Deciphering the Underpinnings of Stomach Cancer With the Help of an AACR Grant

Valerie O’Brien, PhD, is using her microbiology expertise to model and study gastric cancer development with early support from a Debbie’s Dream Foundation-AACR grant.

As a graduate student at Washington University in St. Louis, Valerie O’Brien, PhD, studied chronic bacterial infections. Then, an opportunity to donate bone marrow to a young boy with leukemia motivated her to shift her focus.

“That got me interested in cancer because I could see how it was such an important disease worldwide,” she recalled. “I was looking for a way to combine [my] expertise with cancer.”

Dr. O’Brien chose to pursue a postdoctoral fellowship in the lab of Nina Salama, PhD, a professor, senior vice president of education, and the Dr. Penny E. Petersen Memorial Chair for Lymphoma Research at the Fred Hutchinson Cancer Center in Seattle, who studies a bacterium called Helicobacter pylori (H. pylori), which infects the inner lining of the stomach. According to the National Cancer Institute (NCI), the bacterium can survive for long periods of time by neutralizing stomach acid, burrowing into the mucus that coats the inside of the stomach, and possibly blocking immune responses. 

Chronic infection with H. pylori leads to chronic inflammation, which can damage the stomach lining and drive cancer development. Worldwide, an estimated 80% of gastric cancer cases can be attributed to H. pylori, which disproportionately affects racial and ethnic minorities and people living in low- and middle-income countries.

However, funding for gastric cancer research is relatively limited, Dr. O’Brien said. Early in her fellowship, she was awarded the Debbie’s Dream Foundation-AACR Gastric Cancer Research Fellowship in memory of Sally Mandel, which offers research funding to gastric cancer investigators.

“The impact of an award like this early in my career is immeasurable,” Dr. O’Brien said shortly after receiving the grant in 2018. “This will allow me to make great progress on gastric cancer research, which will set me up to open my own independent research group and gain additional funding down the road.”

Dr. O’Brien used the grant to help her make a mouse model of H. pylori-driven gastric cancer. She hoped the model would allow her and her colleagues to better understand how H. pylori changes stomach cells at the molecular level, which could potentially identify detectable markers of gastric cancer and help researchers design new treatments.

“In gastric cancer, two of the biggest challenges are a lack of early detection in patients and a lack of good treatment options,” Dr. O’Brien said. “My research may be able to address one or both of these issues.”

In 2023, Dr. O’Brien published some of her progress in Cancer Research Communications. Researchers had previously observed that mice whose stomachs were engineered to express overactive copies of the cancer driver gene KRAS experienced cell changes indicative of precancer; infecting these mice with H. pylori made the changes more aggressive. To investigate the molecular underpinnings of these H. pylori-induced changes, Dr. O’Brien and colleagues performed single-cell RNA sequencing on stomach tissue from mice that did and did not express overactive KRAS and that were and were not infected with H. pylori.

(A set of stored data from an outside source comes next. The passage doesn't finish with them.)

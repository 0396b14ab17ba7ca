//! The engine's [`Backend`] contract over Neo4j.

use std::collections::HashSet;

use anyhow::anyhow;
use async_trait::async_trait;
use tracing::debug;
use uuid::Uuid;

use inventory_core::{
    CanonicalPath, DataView, Direction, Entity, EntityKind, InventoryError, Properties,
    RelativePath, RelativeSegment, Relationship, Result, StructuredData,
};
use inventory_engine::{Backend, FilterPath};

use crate::client::{GraphClient, GraphConfig};
use crate::queries::ChildSlot;
use crate::records::{assemble, decode_entity, decode_properties, entity_record, GraphElement};

pub(crate) const NAME: &str = "neo4j";

fn not_a(expected: &str, element: &GraphElement) -> InventoryError {
    InventoryError::Conversion {
        expected: expected.to_string(),
        actual: format!("{element:?}"),
    }
}

fn missing(what: &str, element_id: &str) -> InventoryError {
    InventoryError::backend(NAME, anyhow!("{what} {element_id} does not exist"))
}

/// Stores the inventory in Neo4j.
#[derive(Clone)]
pub struct Neo4jBackend {
    client: GraphClient,
}

impl Neo4jBackend {
    pub fn new(client: GraphClient) -> Self {
        Self { client }
    }

    /// Connect and make sure the schema is in place.
    pub async fn connect(config: &GraphConfig) -> Result<Self> {
        let client = GraphClient::connect(config).await?;
        client.ensure_schema().await?;
        Ok(Self::new(client))
    }

    pub fn client(&self) -> &GraphClient {
        &self.client
    }

    /// Decode an entity node, filling a data entity's value from its tree.
    async fn load(&self, element_id: &str) -> Result<Entity> {
        let body = self
            .client
            .entity_body(element_id)
            .await?
            .ok_or_else(|| missing("entity", element_id))?;
        let mut entity = decode_entity(&body)?;

        if let Entity::DataEntity(data) = &mut entity {
            if let Some(root) = self.client.has_data_root(element_id).await? {
                data.value = self.read_tree(&root, DataView::Deep).await?;
            }
        }
        Ok(entity)
    }

    async fn read_tree(&self, root: &str, view: DataView) -> Result<StructuredData> {
        let rows = self.client.data_rows(root, view).await?;
        assemble(root, &rows, view)
    }

    fn entity_id<'a>(&self, element: &'a GraphElement) -> Result<&'a str> {
        match element {
            GraphElement::Entity(id) => Ok(id),
            other => Err(not_a("entity", other)),
        }
    }
}

#[async_trait]
impl Backend for Neo4jBackend {
    type Element = GraphElement;

    fn name(&self) -> &'static str {
        NAME
    }

    async fn resolve(&self, path: &FilterPath) -> Result<Vec<GraphElement>> {
        let mut current: Option<Vec<String>> = None;

        for step in path.steps() {
            if current.as_ref().is_some_and(Vec::is_empty) {
                return Ok(Vec::new());
            }
            let mut seen = HashSet::new();
            let mut next = Vec::new();
            for alternative in step.alternatives() {
                for eid in self
                    .client
                    .resolve_filters(current.as_deref(), alternative)
                    .await?
                {
                    if seen.insert(eid.clone()) {
                        next.push(eid);
                    }
                }
            }
            current = Some(next);
        }

        let reached = match current {
            Some(reached) => reached,
            None => self.client.resolve_filters(None, &[]).await?,
        };
        Ok(reached.into_iter().map(GraphElement::Entity).collect())
    }

    async fn convert(&self, element: &GraphElement, kind: EntityKind) -> Result<Entity> {
        let GraphElement::Entity(id) = element else {
            return Err(not_a(kind.label(), element));
        };
        let entity = self.load(id).await?;
        if entity.kind() != kind {
            return Err(InventoryError::Conversion {
                expected: kind.to_string(),
                actual: entity.kind().to_string(),
            });
        }
        Ok(entity)
    }

    async fn convert_relationship(&self, edge: &GraphElement) -> Result<Relationship> {
        let GraphElement::Edge(id) = edge else {
            return Err(not_a("relationship", edge));
        };
        let row = self
            .client
            .edge_row(id)
            .await?
            .ok_or_else(|| missing("edge", id))?;
        if !row.source_is_entity || !row.target_is_entity {
            return Err(InventoryError::Conversion {
                expected: "relationship between entities".to_string(),
                actual: row.label,
            });
        }

        Ok(Relationship {
            source: self.load(&row.source).await?,
            target: self.load(&row.target).await?,
            properties: decode_properties(row.properties.as_deref())?,
            id: row.id,
            label: row.label,
        })
    }

    async fn convert_data(&self, node: &GraphElement, view: DataView) -> Result<StructuredData> {
        match node {
            GraphElement::Data(id) => self.read_tree(id, view).await,
            other => Err(not_a("structured data", other)),
        }
    }

    async fn persist(&self, entity: &Entity) -> Result<GraphElement> {
        let token = Uuid::new_v4().to_string();
        let record = entity_record(entity, &token)?;
        let (eid, created) = self.client.merge_entity(entity.kind(), record).await?;
        if !created {
            return Err(InventoryError::EntityAlreadyExists {
                kind: entity.kind(),
                path: entity.path().to_string(),
            });
        }
        debug!(path = %entity.path(), "Entity node stored");
        Ok(GraphElement::Entity(eid))
    }

    async fn persist_data(&self, value: &StructuredData) -> Result<GraphElement> {
        Ok(GraphElement::Data(self.client.store_tree(value).await?))
    }

    async fn update(&self, element: &GraphElement, entity: &Entity) -> Result<()> {
        let id = self.entity_id(element)?;
        let current = self
            .client
            .entity_path(id)
            .await?
            .ok_or_else(|| missing("entity", id))?;
        if current != entity.path().to_string() {
            return Err(InventoryError::IllegalArgument(format!(
                "cannot move {current} to {}",
                entity.path()
            )));
        }

        let record = entity_record(entity, &Uuid::new_v4().to_string())?;
        if !self.client.replace_entity(id, record).await? {
            return Err(missing("entity", id));
        }
        Ok(())
    }

    async fn relate(
        &self,
        source: &GraphElement,
        target: &GraphElement,
        label: &str,
        properties: &Properties,
    ) -> Result<GraphElement> {
        for end in [source, target] {
            if matches!(end, GraphElement::Edge(_)) {
                return Err(not_a("node", end));
            }
        }
        let edge = self
            .client
            .create_edge(
                source.element_id(),
                target.element_id(),
                &Uuid::new_v4().to_string(),
                label,
                serde_json::to_string(properties)?,
            )
            .await?
            .ok_or_else(|| {
                InventoryError::backend(
                    NAME,
                    anyhow!("cannot relate {source:?} to {target:?}: no such node"),
                )
            })?;
        Ok(GraphElement::Edge(edge))
    }

    async fn delete(&self, element: &GraphElement) -> Result<()> {
        let removed = match element {
            GraphElement::Entity(id) => self.client.delete_entity(id).await?,
            GraphElement::Data(id) => self.client.delete_tree(id).await?,
            GraphElement::Edge(id) => self.client.delete_edge(id).await?,
        };
        if removed == 0 {
            return Err(missing("element", element.element_id()));
        }
        Ok(())
    }

    async fn get_relationships(
        &self,
        node: &GraphElement,
        direction: Direction,
        label: Option<&str>,
    ) -> Result<Vec<GraphElement>> {
        if matches!(node, GraphElement::Edge(_)) {
            return Err(not_a("node", node));
        }
        let edges = self
            .client
            .incident_edges(node.element_id(), direction, label)
            .await?;
        Ok(edges.into_iter().map(GraphElement::Edge).collect())
    }

    async fn get_relationship_source(&self, edge: &GraphElement) -> Result<GraphElement> {
        let GraphElement::Edge(id) = edge else {
            return Err(not_a("relationship", edge));
        };
        let row = self
            .client
            .edge_row(id)
            .await?
            .ok_or_else(|| missing("edge", id))?;
        Ok(GraphElement::node(row.source, row.source_is_entity))
    }

    async fn get_relationship_target(&self, edge: &GraphElement) -> Result<GraphElement> {
        let GraphElement::Edge(id) = edge else {
            return Err(not_a("relationship", edge));
        };
        let row = self
            .client
            .edge_row(id)
            .await?
            .ok_or_else(|| missing("edge", id))?;
        Ok(GraphElement::node(row.target, row.target_is_entity))
    }

    async fn delete_structured_data(&self, root: &GraphElement) -> Result<()> {
        match root {
            GraphElement::Data(id) => {
                self.client.delete_tree(id).await?;
                Ok(())
            }
            other => Err(not_a("structured data", other)),
        }
    }

    async fn descend_to_data(
        &self,
        data_entity: &GraphElement,
        path: &RelativePath,
    ) -> Result<Option<GraphElement>> {
        let id = self.entity_id(data_entity)?;
        let Some(mut current) = self.client.has_data_root(id).await? else {
            return Ok(None);
        };

        for segment in path.segments() {
            let slot = match segment {
                RelativeSegment::Key(key) => ChildSlot::Key(key),
                RelativeSegment::Index(index) => ChildSlot::Index(*index),
                other => {
                    return Err(InventoryError::InvalidPath(format!(
                        "'{other}' cannot be used inside structured data"
                    )))
                }
            };
            match self.client.data_child(&current, slot).await? {
                Some(child) => current = child,
                None => return Ok(None),
            }
        }
        Ok(Some(GraphElement::Data(current)))
    }

    async fn extract_canonical_path(&self, element: &GraphElement) -> Result<CanonicalPath> {
        let id = self.entity_id(element)?;
        let raw = self
            .client
            .entity_path(id)
            .await?
            .ok_or_else(|| missing("entity", id))?;
        raw.parse()
    }
}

They found that samples from KRAS-expressing, H. pylori-infected mice had an abundance of metaplastic pit cells that had replaced other types of stomach cells where they typically shouldn’t. These metaplastic pit cells showed a variety of gene expression patterns not characteristic of normal pit cells, including high expression of the genes MUC4 and amphiregulin, which can promote cell proliferation.

Indeed, in human samples of gastric cancer, pit cells that expressed MUC4 also expressed high levels of cell proliferation markers and were more abundant in samples representing later disease stages. 

Dr. O’Brien explained that the study was a solid start toward understanding how these metaplastic changes occur. “We still have much to learn about how and why H. pylori infection leads to gastric cancer,” she said in an AACR grantee update. “In our mouse model, metaplastic pit cells required H. pylori-driven inflammation, and I am particularly excited to investigate how the immune response to H. pylori may harm the stomach epithelium.”

Dr. O’Brien can now pursue this topic as an assistant professor of medicinal chemistry and molecular pharmacology at Purdue University, where she has started her own gastric cancer laboratory. The funding she received from the Debbie’s Dream Foundation-AACR Gastric Cancer Research Fellowship helped pave the way for her to receive a prestigious K99/R00 grant from the NCI of the National Institutes of Health, an outcome she wasn’t sure would have been possible otherwise.

“That’s why it’s so important to have organizations like AACR and Debbie’s Dream Foundation that are helping scientists like me so we can stay in the field of gastric research,” Dr. O’Brien said in 2018. “When I think about how I want my career to progress, I’m very interested in and passionate about gastric cancer, and this is an area that I would really love to stay in.”